* **Task material**
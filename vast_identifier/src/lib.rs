//! Assigns monotonically increasing ids to incoming batches without contacting the replicated
//! store on every batch (spec.md §4.1), grounded on `identifier.h`'s lease fields
//! (`id`/`available`/`batch_size`/`last_replenish`).
#![deny(rustdoc::broken_intra_doc_links, rustdoc::bare_urls, rust_2018_idioms)]
#![warn(missing_docs, clippy::clone_on_ref_ptr)]

use observability_deps::tracing::debug;
use parking_lot::Mutex;
use snafu::{ResultExt, Snafu};
use std::ops::Range;
use std::sync::Arc;
use std::time::Duration;
use vast_kv::KvStore;
use vast_time::{Time, TimeProvider};
use vast_types::{EventId, Kind};

/// The key under which the persistent counter lives in the key-value store.
pub const COUNTER_KEY: &str = "id/counter";

/// Tuning knobs for lease growth (spec.md §4.1: "doubling when replenish frequency is high;
/// halving when idle").
#[derive(Debug, Clone, Copy)]
pub struct IdentifierConfig {
    /// Initial/minimum batch-size hint for lease growth.
    pub min_batch_size: u64,
    /// Upper bound the batch-size hint is allowed to double up to.
    pub max_batch_size: u64,
    /// If two replenishes happen within this interval, the hint doubles; if the gap exceeds
    /// `10x` this interval, the hint halves.
    pub replenish_interval: Duration,
}

impl Default for IdentifierConfig {
    fn default() -> Self {
        Self {
            min_batch_size: 128,
            max_batch_size: 1 << 20,
            replenish_interval: Duration::from_secs(1),
        }
    }
}

/// Errors raised while reserving ids.
#[derive(Debug, Snafu)]
pub enum Error {
    /// The persistent counter could not be grown: the store reply timed out or the required
    /// replication acknowledgment count was not reached.
    #[snafu(display("could not replenish id lease: {source}"))]
    Unavailable {
        /// The underlying store failure.
        source: vast_kv::Error,
    },
}

impl Error {
    /// The coarse failure category (spec.md §7): identifier exhaustion is always `unavailable`,
    /// matching "importers retry with exponential backoff".
    pub fn kind(&self) -> Kind {
        Kind::Unavailable
    }
}

/// Convenience alias for identifier results.
pub type Result<T, E = Error> = std::result::Result<T, E>;

struct Lease {
    next: u64,
    end: u64,
    batch_size: u64,
    last_replenish: Time,
}

/// The id allocator: wraps the persistent counter with a local, in-memory lease so that most
/// `reserve` calls don't need a round trip to the store.
pub struct Identifier {
    store: Arc<KvStore>,
    time: Arc<dyn TimeProvider>,
    config: IdentifierConfig,
    lease: Mutex<Lease>,
}

impl Identifier {
    /// Construct an identifier over `store`, recovering no in-memory lease (a restart always
    /// starts with an empty lease; this may skip ids, which is fine since monotonicity, not
    /// density, is the invariant — spec.md §4.1).
    pub fn new(store: Arc<KvStore>, time: Arc<dyn TimeProvider>, config: IdentifierConfig) -> Self {
        let now = time.now();
        Self {
            store,
            time,
            config,
            lease: Mutex::new(Lease {
                next: 0,
                end: 0,
                batch_size: config.min_batch_size,
                last_replenish: now,
            }),
        }
    }

    /// Observe the next id that would be handed out, without consuming it.
    pub fn current(&self) -> EventId {
        EventId::new(self.lease.lock().next)
    }

    /// Reserve `n` consecutive ids, returning the half-open range `[a, a+n)`.
    ///
    /// Grows the lease against the persistent counter first if the local lease can't satisfy
    /// the request.
    pub fn reserve(&self, n: u64) -> Result<Range<EventId>> {
        let mut lease = self.lease.lock();
        if n > lease.end - lease.next {
            self.grow_lease(&mut lease, n)?;
        }
        let start = lease.next;
        lease.next += n;
        Ok(EventId::new(start)..EventId::new(lease.next))
    }

    fn grow_lease(&self, lease: &mut Lease, n: u64) -> Result<()> {
        let amount = n.max(lease.batch_size);
        let mut new_end = self
            .store
            .fetch_add_count(COUNTER_KEY, amount)
            .context(UnavailableSnafu)?;
        let mut start = new_end - amount;
        if start == 0 {
            // The persistent counter was untouched (0), so this lease would start at id 0 —
            // reserved as invalid (spec.md §3.1). Pull one more id so the lease starts at 1;
            // this only ever happens on the very first lease this counter key ever grants.
            new_end = self.store.fetch_add_count(COUNTER_KEY, 1).context(UnavailableSnafu)?;
            start = 1;
        }
        lease.next = start;
        lease.end = new_end;

        let now = self.time.now();
        let since_last = now
            .checked_duration_since(lease.last_replenish)
            .unwrap_or(Duration::ZERO);
        if since_last < self.config.replenish_interval {
            lease.batch_size = (lease.batch_size * 2).min(self.config.max_batch_size);
        } else if since_last > self.config.replenish_interval * 10 {
            lease.batch_size = (lease.batch_size / 2).max(self.config.min_batch_size);
        }
        lease.last_replenish = now;
        debug!(amount, new_batch_size = lease.batch_size, "grew id lease");
        Ok(())
    }
}

#[cfg(test)]
mod tests {
    use super::*;
    use vast_kv::KvStoreConfig;
    use vast_time::MockProvider;

    fn identifier() -> Identifier {
        let store = KvStore::new(KvStoreConfig::default());
        let time = Arc::new(MockProvider::new(Time::from_timestamp_nanos(0)));
        Identifier::new(store, time, IdentifierConfig::default())
    }

    #[test]
    fn reserve_returns_contiguous_ranges() {
        let id = identifier();
        let a = id.reserve(10).unwrap();
        let b = id.reserve(10).unwrap();
        assert_eq!(a.end, b.start);
    }

    #[test]
    fn reserve_larger_than_lease_grows_it() {
        let id = identifier();
        let r = id.reserve(1000).unwrap();
        assert_eq!(r.start.get(), 1);
        assert_eq!(r.end.get(), 1001);
    }

    #[test]
    fn first_reserved_id_is_never_invalid() {
        let id = identifier();
        let r = id.reserve(1).unwrap();
        assert_ne!(r.start, EventId::INVALID);
        assert_eq!(r.start.get(), 1);
    }

    #[test]
    fn current_does_not_consume() {
        let id = identifier();
        id.reserve(5).unwrap();
        let before = id.current();
        let after = id.current();
        assert_eq!(before, after);
    }
}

* **Assignment**
All that is needed is the opening run of the data, given again exactly: please include every line from the first through the line with "use observability_deps::tracing::debug;", both ends kept.

* **Reply**
filename vast_identifier/src/lib.rs
//! Assigns monotonically increasing ids to incoming batches without contacting the replicated
//! store on every batch (spec.md §4.1), grounded on `identifier.h`'s lease fields
//! (`id`/`available`/`batch_size`/`last_replenish`).
#![deny(rustdoc::broken_intra_doc_links, rustdoc::bare_urls, rust_2018_idioms)]
#![warn(missing_docs, clippy::clone_on_ref_ptr)]

use observability_deps::tracing::debug;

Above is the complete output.